Calorie counts on menus ‘will cost food industry €110m per year’

The body made the claim as the Food Safety Authority launched MenuCal — an online calculator available free of charge to Ireland’s 22,000 food service businesses so that they can calculate the calorie values in the food they serve to customers.
While it is not obligatory yet for restaurants to place the calorie count on menus, RAI chief executive Adrian Cummins said any proposed legislation requiring this will cost each restaurant about €5,000 per year.
He said: “How does the Department of Health suggest that we pay for this without having to pass on that cost to employees, reduce their hours or cut staff? It’s not easy for a business to cough up €5,000 in the morning.

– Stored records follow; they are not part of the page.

//! What the evaluation engine needs from a candidate solution.

use std::sync::{PoisonError, RwLock};

use crate::schema::Fitness;

/// Shared, writable fitness of a candidate.
///
/// Filled by whichever thread resolves the evaluation: a pool worker, the
/// batch dispatcher or the cache when the value is already known.
#[derive(Debug, Default)]
pub struct FitnessSlot(RwLock<Option<Fitness>>);

impl FitnessSlot {
    pub fn new() -> Self {
        Self::default()
    }

    /// Copy of the fitness, if known.
    pub fn get(&self) -> Option<Fitness> {
        self.0
            .read()
            .unwrap_or_else(PoisonError::into_inner)
            .clone()
    }

    pub fn set(&self, fitness: Fitness) {
        *self.0.write().unwrap_or_else(PoisonError::into_inner) = Some(fitness);
    }

    pub fn is_set(&self) -> bool {
        self.0
            .read()
            .unwrap_or_else(PoisonError::into_inner)
            .is_some()
    }

    pub fn clear(&self) {
        *self.0.write().unwrap_or_else(PoisonError::into_inner) = None;
    }
}

/// A candidate solution as seen by the evaluation engine.
///
/// Candidates are shared as `Arc<C>` between the submitting thread, the cache
/// waiter lists and the workers.
pub trait Candidate: Send + Sync + 'static {
    /// Stable identity, used to name evaluator input files.
    fn id(&self) -> &str;

    /// Normalized phenotype, the cache key.
    fn phenotype(&self) -> &str;

    /// Fitness slot written back by the engine.
    fn fitness(&self) -> &FitnessSlot;

    /// Text handed to an external evaluator.
    fn to_code(&self) -> String {
        self.phenotype().to_string()
    }
}

#[cfg(test)]
pub(crate) mod testing {
    use super::*;

    /// Minimal candidate used across the evaluation tests.
    #[derive(Debug)]
    pub struct TestCandidate {
        pub id: String,
        pub phenotype: String,
        pub fitness: FitnessSlot,
    }

    impl TestCandidate {
        pub fn new(id: impl Into<String>, phenotype: impl Into<String>) -> Self {
            Self {
                id: id.into(),
                phenotype: phenotype.into(),
                fitness: FitnessSlot::new(),
            }
        }
    }

    impl Candidate for TestCandidate {
        fn id(&self) -> &str {
            &self.id
        }

        fn phenotype(&self) -> &str {
            &self.phenotype
        }

        fn fitness(&self) -> &FitnessSlot {
            &self.fitness
        }
    }
}

#[cfg(test)]
mod tests {
    use super::*;

    #[test]
    fn test_slot_set_and_clear() {
        let slot = FitnessSlot::new();
        assert!(!slot.is_set());
        slot.set(Fitness::new(vec![1.0]));
        assert_eq!(slot.get(), Some(Fitness::new(vec![1.0])));
        slot.clear();
        assert_eq!(slot.get(), None);
    }
}
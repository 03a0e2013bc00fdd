//! Adaptive operator scheduler.
//!
//! The base protocol owns the token budget and the dormancy state of every
//! operator and guards against starvation. A [`SelectionStrategy`] chosen at
//! configuration time scores the operators that survive the protocol.
//!
//! One generation runs as:
//!
//! 1. [`OperatorScheduler::prepare_for_selections`]
//! 2. for every offspring slot, [`OperatorScheduler::select`] then either
//!    [`OperatorScheduler::success`] or [`OperatorScheduler::failure`]
//! 3. once the children are evaluated, performances and rewards are recorded
//!    through [`OperatorScheduler::call_mut`]
//! 4. [`OperatorScheduler::step`]

mod bandit;
mod random;
mod registry;
mod reward;
mod self_adaptive;
mod stats;
mod strategy;

pub use bandit::{BanditArm, DmabSelector, KappaRouletteSelector, PdmabSelector};
pub use random::RandomSelector;
pub use registry::{OperatorCategory, OperatorRegistry, RegisteredOperator, RegistryError};
pub use reward::{classify_child, rank_rewards};
pub use self_adaptive::SelfAdaptiveSelector;
pub use stats::{
    CallId, CallOutcome, EpochSummary, OperatorStats, Performance, PerformanceHistogram,
};
pub use strategy::{Selection, SelectionStrategy, build_strategy};

use log::{debug, warn};
use rand::SeedableRng;
use rand::rngs::StdRng;

use crate::schema::{ConfigError, SchedulerConfig};

/// Scheduler errors.
#[derive(Debug, thiserror::Error)]
pub enum SchedulerError {
    #[error("Operator {0} failed without a token left")]
    NoTokens(String),
    #[error("No enabled operator to select")]
    NoEnabledOperators,
    #[error("Unknown call {0:?}")]
    UnknownCall(CallId),
    #[error("Unknown operator {0}")]
    UnknownOperator(String),
    #[error(transparent)]
    Registry(#[from] RegistryError),
    #[error(transparent)]
    Config(#[from] ConfigError),
}

/// Chooses operators for offspring slots and learns from call outcomes.
pub struct OperatorScheduler {
    config: SchedulerConfig,
    operators: Vec<OperatorStats>,
    strategy: Box<dyn SelectionStrategy>,
    rng: StdRng,
    /// A dormant operator was reactivated during the current generation.
    reset_due: bool,
    /// Deadlock recovery fired on the previous selection.
    starved: bool,
}

impl OperatorScheduler {
    /// Build a scheduler over every operator of `registry`, in registration
    /// order. Operators not enabled by the configuration are kept but never
    /// selected.
    pub fn new<O>(
        registry: &OperatorRegistry<O>,
        config: SchedulerConfig,
        seed: Option<u64>,
    ) -> Result<Self, SchedulerError> {
        config.validate()?;
        let enabled = registry.enabled_names(&config)?;

        let operators: Vec<OperatorStats> = registry
            .iter()
            .map(|r| {
                let mut stats = OperatorStats::new(r.name.clone(), config.initial_tokens);
                stats.enabled = enabled.contains(&r.name);
                stats
            })
            .collect();
        let strategy = build_strategy(&config.strategy, operators.len());
        let seed = seed.unwrap_or_else(rand::random);
        let rng = StdRng::seed_from_u64(seed);

        debug!(
            "Scheduler using {} over {} operators ({} enabled), seed {}",
            strategy.name(),
            operators.len(),
            enabled.len(),
            seed
        );

        Ok(Self {
            config,
            operators,
            strategy,
            rng,
            reset_due: false,
            starved: false,
        })
    }

    pub fn lambda(&self) -> u32 {
        self.config.lambda
    }

    pub fn strategy_name(&self) -> &'static str {
        self.strategy.name()
    }

    /// Per-operator state, indexed like the registry.
    pub fn stats(&self) -> &[OperatorStats] {
        &self.operators
    }

    pub fn operator_name(&self, index: usize) -> Option<&str> {
        self.operators.get(index).map(|o| o.name())
    }

    /// Strategy-specific weight of an operator, when the strategy has one.
    pub fn weight(&self, index: usize) -> Option<f64> {
        self.strategy.weight(index)
    }

    pub fn set_enabled(&mut self, name: &str, enabled: bool) -> Result<(), SchedulerError> {
        let operator = self
            .operators
            .iter_mut()
            .find(|o| o.name == name)
            .ok_or_else(|| SchedulerError::UnknownOperator(name.to_string()))?;
        operator.enabled = enabled;
        Ok(())
    }

    /// Start a generation: refill active operators and tick dormant ones.
    pub fn prepare_for_selections(&mut self) {
        self.reset_due = false;
        let lambda = self.config.lambda;
        let window = self.config.dormancy_window;

        for operator in self.operators.iter_mut().filter(|o| o.enabled) {
            operator.pending = 0;
            if operator.dormant {
                operator.generations_since_token += 1;
                if operator.generations_since_token >= window {
                    operator.tokens = 1;
                    operator.generations_since_token = 0;
                    debug!("Dormant operator {} got a probe token", operator.name);
                }
            } else {
                operator.tokens = lambda;
            }
        }
    }

    /// Choose the operator for the next offspring slot.
    pub fn select(&mut self) -> Result<Selection, SchedulerError> {
        if !self.operators.iter().any(|o| o.enabled) {
            return Err(SchedulerError::NoEnabledOperators);
        }

        // Nothing holds a token: wake the dormant operators up.
        let exhausted = self
            .operators
            .iter()
            .filter(|o| o.enabled)
            .all(|o| o.tokens == 0);
        if exhausted {
            if self.starved {
                warn!("All enabled operators are still failing after recovery");
            }
            warn!("All enabled operators are failing repeatedly, check your configuration");
            for operator in self.operators.iter_mut().filter(|o| o.enabled && o.dormant) {
                operator.tokens = self.config.recovery_tokens;
                operator.generations_since_token = 0;
            }
        }
        self.starved = exhausted;

        if let Some(index) = self.operators.iter().position(|o| o.has_probe_token()) {
            debug!(
                "Selected {} to spend a dormancy probe token",
                self.operators[index].name
            );
            return Ok(Selection { index, score: 0.0 });
        }

        if !self.operators.iter().any(|o| o.selectable()) {
            warn!("No operator left with tokens, refilling active operators");
            let lambda = self.config.lambda;
            for operator in self.operators.iter_mut().filter(|o| o.enabled && !o.dormant) {
                operator.tokens = lambda;
                operator.generations_since_token = 0;
            }
        }

        if let Some(selection) = self.strategy.select(&self.operators, &mut self.rng) {
            debug!(
                "{} selected {} (score {})",
                self.strategy.name(),
                self.operators[selection.index].name,
                selection.score
            );
            return Ok(selection);
        }

        // Only dormant operators with spent probes remain.
        warn!("{} found no selectable operator", self.strategy.name());
        self.operators
            .iter()
            .position(|o| o.enabled && o.tokens > 0)
            .map(|index| Selection { index, score: 0.0 })
            .ok_or(SchedulerError::NoEnabledOperators)
    }

    /// Record a call that produced `valid_children` children.
    ///
    /// A dormant operator is reactivated for good and refilled.
    pub fn success(
        &mut self,
        selection: &Selection,
        valid_children: usize,
    ) -> Result<CallId, SchedulerError> {
        let lambda = self.config.lambda;
        let operator = self.operator_mut(selection.index)?;
        operator.pending += 1;
        let activated = operator.dormant;
        if activated {
            operator.dormant = false;
            operator.tokens = lambda;
            debug!("{} produced valid children, activated for good", operator.name);
        }
        operator.outcomes.push(CallOutcome::new(valid_children));
        let call = operator.outcomes.len() - 1;
        if activated {
            self.reset_due = true;
        }
        Ok(CallId {
            operator: selection.index,
            call,
        })
    }

    /// Record a call that produced nothing. Spends one token.
    pub fn failure(&mut self, selection: &Selection) -> Result<CallId, SchedulerError> {
        let operator = self.operator_mut(selection.index)?;
        if operator.tokens == 0 {
            return Err(SchedulerError::NoTokens(operator.name.clone()));
        }
        operator.tokens -= 1;
        operator.outcomes.push(CallOutcome::new(0));
        Ok(CallId {
            operator: selection.index,
            call: operator.outcomes.len() - 1,
        })
    }

    fn operator_mut(&mut self, index: usize) -> Result<&mut OperatorStats, SchedulerError> {
        self.operators
            .get_mut(index)
            .ok_or_else(|| SchedulerError::UnknownOperator(index.to_string()))
    }

    /// Call record of the current generation, to record child performances
    /// and rewards once the children are evaluated.
    pub fn call_mut(&mut self, id: CallId) -> Result<&mut CallOutcome, SchedulerError> {
        self.operators
            .get_mut(id.operator)
            .and_then(|o| o.outcomes.get_mut(id.call))
            .ok_or(SchedulerError::UnknownCall(id))
    }

    /// End a generation: fold outcomes, update the strategy and drop the
    /// generation's call records.
    pub fn step(&mut self) {
        for operator in &mut self.operators {
            operator.fold_outcomes();
        }
        self.strategy.step(&self.operators, self.reset_due);
        for operator in &mut self.operators {
            operator.outcomes.clear();
        }
        self.reset_due = false;
    }

    /// Start a new epoch of statistics.
    pub fn epoch(&mut self) {
        for operator in &mut self.operators {
            operator.clear_epoch();
        }
        self.strategy.epoch();
    }

    /// Epoch statistics over the enabled operators.
    pub fn summary(&self) -> EpochSummary {
        let mut summary = EpochSummary::default();
        for operator in self.operators.iter().filter(|o| o.enabled) {
            summary.performance.merge(operator.epoch_performance());
            summary.failures += operator.failed_calls();
        }
        summary
    }
}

The banks aren’t lending us any money.”
Mr Cummins said the new MenuCal will require chefs to manually input data for each dish and that this will take each chef five hours per week on average — 20 hours per month — to complete a 40-item monthly menu.
He said the proposals were “total nonsense” and that a study by New York University on calorie counts on menus in the US found that five out of six customers paid no attention to the information.
“How does the Government propose that this will be monitored? Will civil servants/health officers be paid to eat out in all of Ireland’s 22,000 food outlets and check if each menu has calorie counts on them? Any chef will tell you that menus in restaurants vary from day-to-day and therefore calorie counting would be highly inaccurate anyway. It’s difficult to calculate hand-crafted dishes correctly,” he said.
However, chief specialist of public health nutrition at the FSAI, Dr Mary Flynn, said MenuCal was tested by chefs and cooks throughout its design and development and would save businesses money in the long term.
“Our research shows that there is an overwhelming demand and desire by consumers for displaying calories on menus and that nine out of 10 consumers want calorie information displayed beside the price of food and drink items on the menu,” she said.
“We knew that a concern for food businesses was to be able to provide this information accurately and to be able to do it themselves.”
Dr Flynn said MenuCal offers chefs and cooks an extremely efficient way of securely storing all their recipes and ingredients in one location.